[Task prompt] Starting with the first line and ending with the last, copy the entries word for word.

--- Supplied material Enclosed Below ---

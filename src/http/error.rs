//! HTTP error responses

use crate::plod::PlodError;
use axum::{
    extract::rejection::QueryRejection,
    http::StatusCode,
    response::{IntoResponse, Response},
    Json,
};
use serde_json::json;
use thiserror::Error;
use tracing::{error, warn};

/// Errors surfaced by the route handlers
#[derive(Error, Debug)]
pub enum ApiError {
    /// Resolution failed inside the P-LOD resolver
    #[error(transparent)]
    Resolve(#[from] PlodError),

    /// Query string could not be decoded
    #[error(transparent)]
    Query(#[from] QueryRejection),

    /// Route matched but the path shape is not served
    #[error("Not found: {0}")]
    NotFound(String),
}

impl ApiError {
    /// Status code for this error
    pub fn status(&self) -> StatusCode {
        match self {
            ApiError::Resolve(PlodError::InvalidIdentifier { .. }) => StatusCode::BAD_REQUEST,
            ApiError::Resolve(_) => StatusCode::INTERNAL_SERVER_ERROR,
            ApiError::Query(_) => StatusCode::BAD_REQUEST,
            ApiError::NotFound(_) => StatusCode::NOT_FOUND,
        }
    }
}

impl IntoResponse for ApiError {
    fn into_response(self) -> Response {
        let status = self.status();
        if status.is_server_error() {
            error!("Request failed: {}", self);
        } else {
            warn!("Request rejected: {}", self);
        }

        (status, Json(json!({ "error": self.to_string() }))).into_response()
    }
}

--- End of Enclosed Supplied material ---

[Result of the task]
filename src/http/error.rs
//! HTTP error responses

use crate::plod::PlodError;
use axum::{
    extract::rejection::QueryRejection,
    http::StatusCode,
    response::{IntoResponse, Response},
    Json,
};
use serde_json::json;
use thiserror::Error;
use tracing::{error, warn};

/// Errors surfaced by the route handlers
#[derive(Error, Debug)]
pub enum ApiError {
    /// Resolution failed inside the P-LOD resolver
    #[error(transparent)]
    Resolve(#[from] PlodError),

    /// Query string could not be decoded
    #[error(transparent)]
    Query(#[from] QueryRejection),

    /// Route matched but the path shape is not served
    #[error("Not found: {0}")]
    NotFound(String),
}

impl ApiError {
    /// Status code for this error
    pub fn status(&self) -> StatusCode {
        match self {
            ApiError::Resolve(PlodError::InvalidIdentifier { .. }) => StatusCode::BAD_REQUEST,
            ApiError::Resolve(_) => StatusCode::INTERNAL_SERVER_ERROR,
            ApiError::Query(_) => StatusCode::BAD_REQUEST,
            ApiError::NotFound(_) => StatusCode::NOT_FOUND,
        }
    }
}

impl IntoResponse for ApiError {
    fn into_response(self) -> Response {
        let status = self.status();
        if status.is_server_error() {
            error!("Request failed: {}", self);
        } else {
            warn!("Request rejected: {}", self);
        }

        (status, Json(json!({ "error": self.to_string() }))).into_response()
    }
}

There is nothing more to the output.